The work assignment was almost finished and we from the Eastern Railway works stood around despondently. Apparently we were no longer wanted on the railway. Then suddenly a corporal came over to us and counted off fifty men. I was among these, but Arthur was left behind. We were formed up in threes, marched through the inner gate where six “askaris” were assigned us as guards. These were Russian deserters or prisoners who had enlisted for service under the Germans. The term “askari” was used during the First World War to describe the Negro soldier employed by the Germans in East Africa. For some reason the SS used the name for the Russian auxiliaries. They were employed in concentration camps to assist the guards and they knew only too well what the Germans expected from them. And most of them lived up to expectations. Their brutality was only mitigated by their corruptibility. The “kapos” (camp captains) and foremen kept on fairly good terms with them, providing them with liquor and cigarettes. So outside working parties were thus able to enjoy a greater degree of liberty under the guardianship of the askaris.
Strangely enough the askaris were extremely keen on singing: music in general played an important part in camp life. There was even a band. Its members included some of the best musicians in and around Lemberg. Richard Rokita, the SS lieutenant who had been a violinist in a Silesian café, was mad about “his” band. This man, who daily slaughtered prisoners from sheer lust for killing, had at the same time only one ambition—to lead a band. He arranged special accommodation for his musicians and pampered them in other ways, but they were never allowed out of camp. In the evenings they played works of Bach and Wagner and Grieg. One day Rokita brought along a songwriter called Zygmunt Schlechter and ordered him to compose a “death tango.” And whenever the band played this tune, the sadistic monster Rokita had wet eyes.
In the early mornings, when the prisoners left the camp to go to work, the band played them out, the SS insisting that we march in time to the music. When we passed the gate we began to sing.
The camps songs were of a special type, a mixture of melancholy, sick humor, and vulgar words, a weird amalgam of Russian, Polish, and German. The obscenities suited the mentality of the askaris who constantly demanded one particular song. When they heard it broad grins came over their faces and their features lost some of their brutal appearance.
Once we had passed beyond the barbed wire, the air seemed fresher; people and houses were no longer seen through wire mesh and partly hidden by the watch towers.
Pedestrians often stood and stared at us curiously and sometimes they started to wave but soon desisted, fearing the SS might notice the gestures of friendliness.
Traffic on the streets seemed uninfluenced by the war. The front line was seven hundred miles away, and the presence of a few soldiers was the only reminder that it was not peacetime.
One askari began to sing, and we joined in although few of us were in the mood for singing. Women among the gaping passersby turned their heads away shamefacedly when they heard the obscene passages in the song and naturally this delighted the askaris. One of them left the column, ran over to the pavement to accost a girl. We couldn't hear what he said, but we could well imagine it as the girl blushed and walked rapidly away.

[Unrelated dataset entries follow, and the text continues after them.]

//! Identity and request authorization.
//!
//! This module provides:
//! - The session manager owning the authoritative `{user, credential}` pair
//! - The request authorizer attaching credentials to backend calls
//! - Identity strategies (mock, backend-of-record, federated)

mod authorizer;
mod manager;
pub mod sources;

pub use authorizer::{RequestAuthorizer, UnauthorizedSignal};
pub use manager::{RegistrationOutcome, RestoreOutcome, SessionManager};
#[tokio::test]
async fn test_logout_clears_everything_even_if_provider_sign_out_fails() {
    let provider = FakeProvider::new();
    provider.fail_sign_out("network down");
    let transport = RecordingTransport::new();
    transport.on(HttpMethod::Get, "/auth/profile", 500, json!({"message": "boom"}));
    let source = Arc::new(FederatedIdentitySource::new(provider.clone(), transport.clone()));
    let store = Arc::new(InMemoryCredentialStore::new());
    let manager = Arc::new(SessionManager::new(source, store.clone()));

    manager
        .login(&LoginCredentials::new("ada@example.com", "correct"))
        .await
        .unwrap();
    assert!(store.snapshot().is_some());

    manager.logout().await.unwrap();

    let session = manager.session();
    assert!(session.user().is_none());
    assert!(session.credential().is_none());
    assert!(store.snapshot().is_none());
}

#[tokio::test]
async fn test_federated_login_merges_backend_business_fields() {
    let provider = FakeProvider::new();
    let transport = RecordingTransport::new();
    transport.on(
        HttpMethod::Get,
        "/auth/profile",
        200,
        json!({"data": {"uid": "uid-1", "email": "ada@example.com", "displayName": "Ada L.", "role": "admin"}}),
    );
    let source = Arc::new(FederatedIdentitySource::new(provider, transport.clone()));
    let manager = Arc::new(SessionManager::new(source, Arc::new(InMemoryCredentialStore::new())));

    let user = manager
        .login(&LoginCredentials::new("ada@example.com", "correct"))
        .await
        .unwrap();

    assert_eq!(user.id, "uid-1");
    assert_eq!(user.display_name, "Ada L.");
    assert_eq!(user.role, Role::Admin);
    assert_eq!(
        transport.last().header("Authorization"),
        Some("Bearer provider-id-token-1")
    );
}

#[tokio::test]
async fn test_failed_enrichment_keeps_provider_profile() {
    let provider = FakeProvider::new();
    let transport = RecordingTransport::new();
    transport.on(HttpMethod::Get, "/auth/profile", 503, json!({"message": "maintenance"}));
    let source = Arc::new(FederatedIdentitySource::new(provider, transport));
    let manager = Arc::new(SessionManager::new(source, Arc::new(InMemoryCredentialStore::new())));

    let user = manager
        .login(&LoginCredentials::new("ada@example.com", "correct"))
        .await
        .unwrap();

    assert_eq!(user.display_name, "ada");
    assert_eq!(user.role, Role::Viewer);
    assert_eq!(manager.session().phase(), AuthPhase::LoggedIn);
}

Our gaze roamed the crowds on the pavements looking anxiously for any face we might recognize, although some kept eyes on the ground, fearing to encounter an acquaintance.
You could read on the faces of the passersby that we were written off as doomed. The people of Lemberg had become accustomed to the sight of tortured Jews and they looked at us as one looks at a herd of cattle being driven to the slaughterhouse. At such times I was consumed by a feeling that the world had conspired against us and our fate was accepted without a protest, without a trace of sympathy.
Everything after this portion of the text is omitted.